Willhite v. Freed
Decision Date | 02 June 1931 |
Citation | 137 Or. 1,299 P. 691 |
Parties | WILLHITE v. FREED. [a1] |
Court | Oregon Supreme Court |
Department 1.
Appeal from Circuit Court, Multnomah County; Jacob Kanzler, Judge.
Action by Leland Willhite, a minor, by C. F. Willhite, his guardian ad litem, against Elise O. Freed. Judgment for plaintiff, and defendant appeals.
Affirmed.
At about 11 o'clock on the morning of June 5, 1930 plaintiff, a minor of the age of nineteen years, was driving a light automobile truck (laundry wagon) in a southwesterly direction on Hawthorn terrace, in Portland. At the same time the defendant was driving a Buick sedan in a northwesterly direction upon Terrace drive. These automobiles collided in the intersection of the highways mentioned. The plaintiff was thrown out of the truck and sustained injuries. This action based upon alleged negligence of the defendant, was instituted for plaintiff by his guardian ad litem, to recover damages because of such injuries. From a verdict in the sum of $1,000 in favor of plaintiff and the judgment based thereon, defendant appeals.
Elmer Johnson, of Portland, for appellant.
Bert W Henry, of Portland, for respondent.
KELLY J. (after stating the facts as above).

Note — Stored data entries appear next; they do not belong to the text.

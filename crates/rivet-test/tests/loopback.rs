//! Engine-level tests: a recording sink stands in for the app.

use std::cell::RefCell;
use std::rc::Rc;

use http::Method;
use rivet_core::transport::{
    Engine, EventSink, ListenOptions, MethodFilter, NativeRequest, NativeResponse, NativeSocket,
    OpCode, PollMode, RouteId, SendStatus, Token, UpgradeContext, WsRouteOptions,
};
use rivet_test::{LoopbackEngine, ABNORMAL_CLOSURE};

type RequestHook = Box<dyn Fn(RouteId, &Rc<dyn NativeResponse>, &Rc<dyn NativeRequest>)>;

#[derive(Default)]
struct Recorder {
    events: RefCell<Vec<String>>,
    on_request: RefCell<Option<RequestHook>>,
    sockets: RefCell<Vec<Rc<dyn NativeSocket>>>,
    responses: RefCell<Vec<Rc<dyn NativeResponse>>>,
}

impl Recorder {
    fn attach(engine: &Rc<LoopbackEngine>) -> Rc<Self> {
        let recorder = Rc::new(Self::default());
        let sink: Rc<dyn EventSink> = recorder.clone();
        engine.attach(Rc::downgrade(&sink));
        recorder
    }

    fn hook(&self, hook: impl Fn(RouteId, &Rc<dyn NativeResponse>, &Rc<dyn NativeRequest>) + 'static) {
        *self.on_request.borrow_mut() = Some(Box::new(hook));
    }

    fn events(&self) -> Vec<String> {
        self.events.borrow().clone()
    }

    fn push(&self, event: String) {
        self.events.borrow_mut().push(event);
    }
}

impl EventSink for Recorder {
    fn on_request(
        &self,
        route: RouteId,
        response: Rc<dyn NativeResponse>,
        request: Rc<dyn NativeRequest>,
    ) {
        self.push(format!("request {route} {}", request.url()));
        if let Some(hook) = self.on_request.borrow().as_ref() {
            hook(route, &response, &request);
        }
        self.responses.borrow_mut().push(response);
    }

    fn on_upgrade(
        &self,
        route: RouteId,
        response: Rc<dyn NativeResponse>,
        request: Rc<dyn NativeRequest>,
        context: UpgradeContext,
    ) {
        self.push(format!("upgrade {route}"));
        let key = request.header("sec-websocket-key").unwrap_or_default();
        response.upgrade(None, &key, "", "", context);
    }

    fn on_data(&self, token: Token, chunk: &[u8], is_end: bool) {
        self.push(format!(
            "data {token} {} {is_end}",
            String::from_utf8_lossy(chunk)
        ));
    }

    fn on_writable(&self, token: Token, offset: u64) -> bool {
        self.push(format!("writable {token} {offset}"));
        true
    }

    fn on_aborted(&self, token: Token) {
        self.push(format!("aborted {token}"));
    }

    fn on_ws_open(&self, route: RouteId, socket: Rc<dyn NativeSocket>) {
        self.push(format!("open {route}"));
        self.sockets.borrow_mut().push(socket);
    }

    fn on_ws_message(
        &self,
        _route: RouteId,
        socket: Rc<dyn NativeSocket>,
        payload: &[u8],
        opcode: OpCode,
    ) {
        self.push(format!("message {}", String::from_utf8_lossy(payload)));
        socket.send(payload, opcode, false, true);
    }

    fn on_ws_drain(&self, _route: RouteId, _socket: Rc<dyn NativeSocket>) {
        self.push("drain".to_string());
    }

    fn on_ws_ping(&self, _route: RouteId, _socket: Rc<dyn NativeSocket>, payload: &[u8]) {
        self.push(format!("ping {}", String::from_utf8_lossy(payload)));
    }

    fn on_ws_pong(&self, _route: RouteId, _socket: Rc<dyn NativeSocket>, _payload: &[u8]) {
        self.push("pong".to_string());
    }

    fn on_ws_close(&self, _route: RouteId, _socket: Rc<dyn NativeSocket>, code: u16, reason: &[u8]) {
        self.push(format!("close {code} {}", String::from_utf8_lossy(reason)));
    }

    fn on_ws_subscription(
        &self,
        _route: RouteId,
        _socket: Rc<dyn NativeSocket>,
        topic: &str,
        new_count: u32,
        old_count: u32,
    ) {
        self.push(format!("subscription {topic} {old_count}->{new_count}"));
    }

    fn on_missing_server_name(&self, hostname: &str) {
        self.push(format!("missing {hostname}"));
    }
}

fn listening_engine() -> Rc<LoopbackEngine> {
    let engine = LoopbackEngine::new();
    engine
        .listen(&ListenOptions::port(0))
        .expect("loopback listen");
    engine
}

fn poll(engine: &LoopbackEngine) -> usize {
    engine.poll(PollMode::NoWait)
}

#[test]
fn test_request_dispatch_and_params() {
    let engine = listening_engine();
    engine.add_route(MethodFilter::Only(Method::GET), "/users/:id", RouteId(0));
    let recorder = Recorder::attach(&engine);
    recorder.hook(|_, res, req| {
        assert_eq!(req.parameter(0).as_deref(), Some("42"));
        assert_eq!(req.query("verbose").as_deref(), Some("yes please"));
        res.end(b"ok", false);
    });

    let res = engine.get("/users/42?verbose=yes+please").send();
    assert_eq!(poll(&engine), 1);

    assert_eq!(recorder.events(), vec!["request route#0 /users/42"]);
    res.assert_status_code(200).assert_body_eq("ok");
    assert!(res.is_ended());
}

#[test]
fn test_request_is_unreadable_after_dispatch() {
    let engine = listening_engine();
    engine.add_route(MethodFilter::Any, "/", RouteId(0));
    let recorder = Recorder::attach(&engine);
    let kept = Rc::new(RefCell::new(None));
    let slot = Rc::clone(&kept);
    recorder.hook(move |_, _, req| {
        *slot.borrow_mut() = Some(Rc::clone(req));
    });

    engine.get("/").header("X-Trace", "abc").send();
    poll(&engine);

    let req = kept.borrow_mut().take().expect("request kept");
    assert_eq!(req.header("x-trace"), None);
    assert_eq!(req.url(), "");
}

#[test]
fn test_unmatched_request_gets_404() {
    let engine = listening_engine();
    let _recorder = Recorder::attach(&engine);

    let res = engine.get("/nowhere").send();
    poll(&engine);
    res.assert_status_code(404);
    assert!(res.is_ended());
}

#[test]
fn test_yield_falls_through_to_next_route() {
    let engine = listening_engine();
    engine.add_route(MethodFilter::Only(Method::GET), "/files/:name", RouteId(0));
    engine.add_route(MethodFilter::Any, "/*", RouteId(1));
    let recorder = Recorder::attach(&engine);
    recorder.hook(|route, res, req| {
        if route == RouteId(0) {
            req.set_yield(true);
        } else {
            res.end(b"fallback", false);
        }
    });

    let res = engine.get("/files/a.txt").send();
    poll(&engine);

    assert_eq!(
        recorder.events(),
        vec!["request route#0 /files/a.txt", "request route#1 /files/a.txt"]
    );
    res.assert_body_eq("fallback");
}

#[test]
fn test_refused_when_not_listening() {
    let engine = LoopbackEngine::new();
    let _recorder = Recorder::attach(&engine);
    let res = engine.get("/").send();
    assert!(res.is_refused());
    assert_eq!(engine.pending_events(), 0);
}

#[test]
fn test_listen_failure_and_ephemeral_ports() {
    let engine = LoopbackEngine::new();
    engine.set_listen_failure(true);
    assert!(engine.listen(&ListenOptions::port(8080)).is_none());
    assert!(!engine.is_listening());

    engine.set_listen_failure(false);
    let first = engine.listen(&ListenOptions::port(0)).expect("first");
    let second = engine.listen(&ListenOptions::port(0)).expect("second");
    assert_ne!(first.port, second.port);
    assert!(engine.is_listening());

    engine.close();
    assert!(!engine.is_listening());
}

#[test]
fn test_body_chunks_arrive_after_registration() {
    let engine = listening_engine();
    engine.add_route(MethodFilter::Only(Method::POST), "/upload", RouteId(0));
    let recorder = Recorder::attach(&engine);
    recorder.hook(|_, res, _| res.on_data(Token::new(0, 0)));

    let res = engine.post("/upload").body("ab").body("cd").send();
    poll(&engine);

    assert_eq!(
        recorder.events(),
        vec![
            "request route#0 /upload",
            "data 0v0 ab false",
            "data 0v0 cd true",
        ]
    );
    assert!(!res.is_ended());
}

#[test]
fn test_streaming_body_and_empty_body() {
    let engine = listening_engine();
    engine.add_route(MethodFilter::Any, "/", RouteId(0));
    let recorder = Recorder::attach(&engine);
    recorder.hook(|_, res, _| res.on_data(Token::new(1, 0)));

    let streaming = engine.post("/").streaming_body().send();
    poll(&engine);
    streaming.push_body("x", false);
    streaming.push_body("", true);
    poll(&engine);

    engine.get("/").send();
    poll(&engine);

    assert_eq!(
        recorder.events(),
        vec![
            "request route#0 /",
            "data 1v0 x false",
            "data 1v0  true",
            "request route#0 /",
            "data 1v0  true",
        ]
    );
}

#[test]
fn test_try_end_partial_write_and_drain() {
    let engine = listening_engine();
    engine.add_route(MethodFilter::Any, "/", RouteId(0));
    let recorder = Recorder::attach(&engine);
    recorder.hook(|_, res, _| {
        res.on_writable(Token::new(2, 0));
        assert_eq!(res.try_end(b"hello world", 11, false), (false, false));
        assert_eq!(res.write_offset(), 4);
    });

    let res = engine.get("/").send_buffer(4).send();
    poll(&engine);
    assert_eq!(res.text(), "hell");

    res.drain(100);
    poll(&engine);
    assert_eq!(recorder.events().last().map(String::as_str), Some("writable 2v0 4"));

    let native = recorder.responses.borrow()[0].clone();
    assert_eq!(native.try_end(b"o world", 11, false), (true, true));
    res.assert_body_eq("hello world");
    assert!(res.is_ended());
}

#[test]
fn test_cork_counts_one_flush() {
    let engine = listening_engine();
    engine.add_route(MethodFilter::Any, "/", RouteId(0));
    let recorder = Recorder::attach(&engine);
    recorder.hook(|_, res, _| {
        let native = Rc::clone(res);
        res.cork(&mut || {
            native.write_header("a", "1");
            native.write(b"x");
            native.end(b"y", false);
        });
    });

    let res = engine.get("/").send();
    poll(&engine);
    assert_eq!(res.flushes(), 1);
    assert_eq!(res.text(), "xy");
}

#[test]
fn test_abort_is_delivered_to_registered_token() {
    let engine = listening_engine();
    engine.add_route(MethodFilter::Any, "/", RouteId(0));
    let recorder = Recorder::attach(&engine);
    recorder.hook(|_, res, _| res.on_aborted(Token::new(3, 1)));

    let res = engine.get("/").send();
    poll(&engine);
    res.abort();
    res.abort();
    poll(&engine);

    assert_eq!(
        recorder.events(),
        vec!["request route#0 /", "aborted 3v1"]
    );
    assert!(res.is_aborted());
}

#[test]
fn test_websocket_echo_and_close() {
    let engine = listening_engine();
    engine.add_ws_route("/ws", &WsRouteOptions::default(), RouteId(7));
    let recorder = Recorder::attach(&engine);

    let client = engine.get("/ws").websocket();
    poll(&engine);
    assert!(client.is_open());
    assert_eq!(client.response().status_code(), Some(101));

    assert!(client.send_text("hi"));
    assert!(client.ping("p"));
    poll(&engine);
    assert_eq!(client.received_text(), vec!["hi"]);

    client.close(1000, "bye");
    poll(&engine);
    assert!(!client.is_open());
    assert!(!client.send_text("late"));

    assert_eq!(
        recorder.events(),
        vec![
            "upgrade route#7",
            "open route#7",
            "message hi",
            "ping p",
            "close 1000 bye",
        ]
    );
}

#[test]
fn test_pub_sub_and_subscription_events() {
    let engine = listening_engine();
    engine.add_ws_route("/ws", &WsRouteOptions::default(), RouteId(0));
    let recorder = Recorder::attach(&engine);

    let a = engine.get("/ws").websocket();
    let b = engine.get("/ws").websocket();
    poll(&engine);

    let sockets = recorder.sockets.borrow().clone();
    assert!(sockets[0].subscribe("news"));
    assert!(!sockets[0].subscribe("news"));
    assert!(sockets[1].subscribe("news"));
    assert_eq!(engine.num_subscribers("news"), 2);

    assert!(engine.publish("news", b"hello", OpCode::Text, false));
    assert!(!engine.publish("sports", b"nobody", OpCode::Text, false));
    assert_eq!(a.received_text(), vec!["hello"]);
    assert_eq!(b.received_text(), vec!["hello"]);

    sockets[1].close();
    poll(&engine);
    assert_eq!(engine.num_subscribers("news"), 1);
    assert_eq!(b.close_info(), Some((ABNORMAL_CLOSURE, String::new())));

    let events = recorder.events();
    assert!(events.contains(&"subscription news 0->1".to_string()));
    assert!(events.contains(&"subscription news 1->2".to_string()));
}

#[test]
fn test_stalled_reader_reports_backpressure() {
    let engine = listening_engine();
    let options = WsRouteOptions {
        max_backpressure: 8,
        ..WsRouteOptions::default()
    };
    engine.add_ws_route("/ws", &options, RouteId(0));
    let recorder = Recorder::attach(&engine);

    let client = engine.get("/ws").websocket();
    poll(&engine);
    client.stall();

    let socket = recorder.sockets.borrow()[0].clone();
    assert_eq!(socket.send(b"12345", OpCode::Binary, false, true), SendStatus::Backpressure);
    assert_eq!(socket.buffered_amount(), 5);
    assert_eq!(socket.send(b"67890", OpCode::Binary, false, true), SendStatus::Dropped);
    assert!(client.received().is_empty());

    client.drain();
    poll(&engine);
    assert_eq!(client.received().len(), 1);
    assert_eq!(socket.buffered_amount(), 0);
    assert_eq!(recorder.events().last().map(String::as_str), Some("drain"));
}

#[test]
fn test_fragments_are_assembled() {
    let engine = listening_engine();
    engine.add_ws_route("/ws", &WsRouteOptions::default(), RouteId(0));
    let recorder = Recorder::attach(&engine);
    let client = engine.get("/ws").websocket();
    poll(&engine);

    let socket = recorder.sockets.borrow()[0].clone();
    socket.send_first_fragment(b"he", OpCode::Text, false);
    socket.send_fragment(b"ll", false);
    socket.send_last_fragment(b"o", false);
    assert_eq!(client.received_text(), vec!["hello"]);
}

#[test]
fn test_fragment_without_start_or_after_close_is_dropped() {
    let engine = listening_engine();
    engine.add_ws_route("/ws", &WsRouteOptions::default(), RouteId(0));
    let recorder = Recorder::attach(&engine);
    let client = engine.get("/ws").websocket();
    poll(&engine);

    let socket = recorder.sockets.borrow()[0].clone();
    assert_eq!(socket.send_fragment(b"ll", false), SendStatus::Dropped);

    assert_eq!(socket.send_first_fragment(b"he", OpCode::Text, false), SendStatus::Success);
    socket.end(1000, b"");
    assert_eq!(socket.send_fragment(b"ll", false), SendStatus::Dropped);
    assert!(client.received().is_empty());
}

#[test]
fn test_missing_server_name() {
    let engine = listening_engine();
    let recorder = Recorder::attach(&engine);
    engine.add_server_name("known.example");

    engine.request_server_name("known.example");
    engine.request_server_name("other.example");
    poll(&engine);

    assert_eq!(recorder.events(), vec!["missing other.example"]);
    assert_eq!(engine.server_names(), vec!["known.example"]);
}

Errors are assigned because of the court's refusal to strike out plaintiff's testimony to the effect that immediately after the collision a bystander stated to defendant in plaintiff's presence that plaintiff had the right of way; because of the court's refusal to grant an involuntary nonsuit; because the court denied defendant's motion to dismiss the jury and call a new panel on account of alleged improper argument by plaintiff's counsel; because of the court's refusal to give a certain instruction requested by defendant and hereinafter set out; because of the giving by the court of an instruction hereinafter quoted; and because of the refusal of the court to grant a new trial.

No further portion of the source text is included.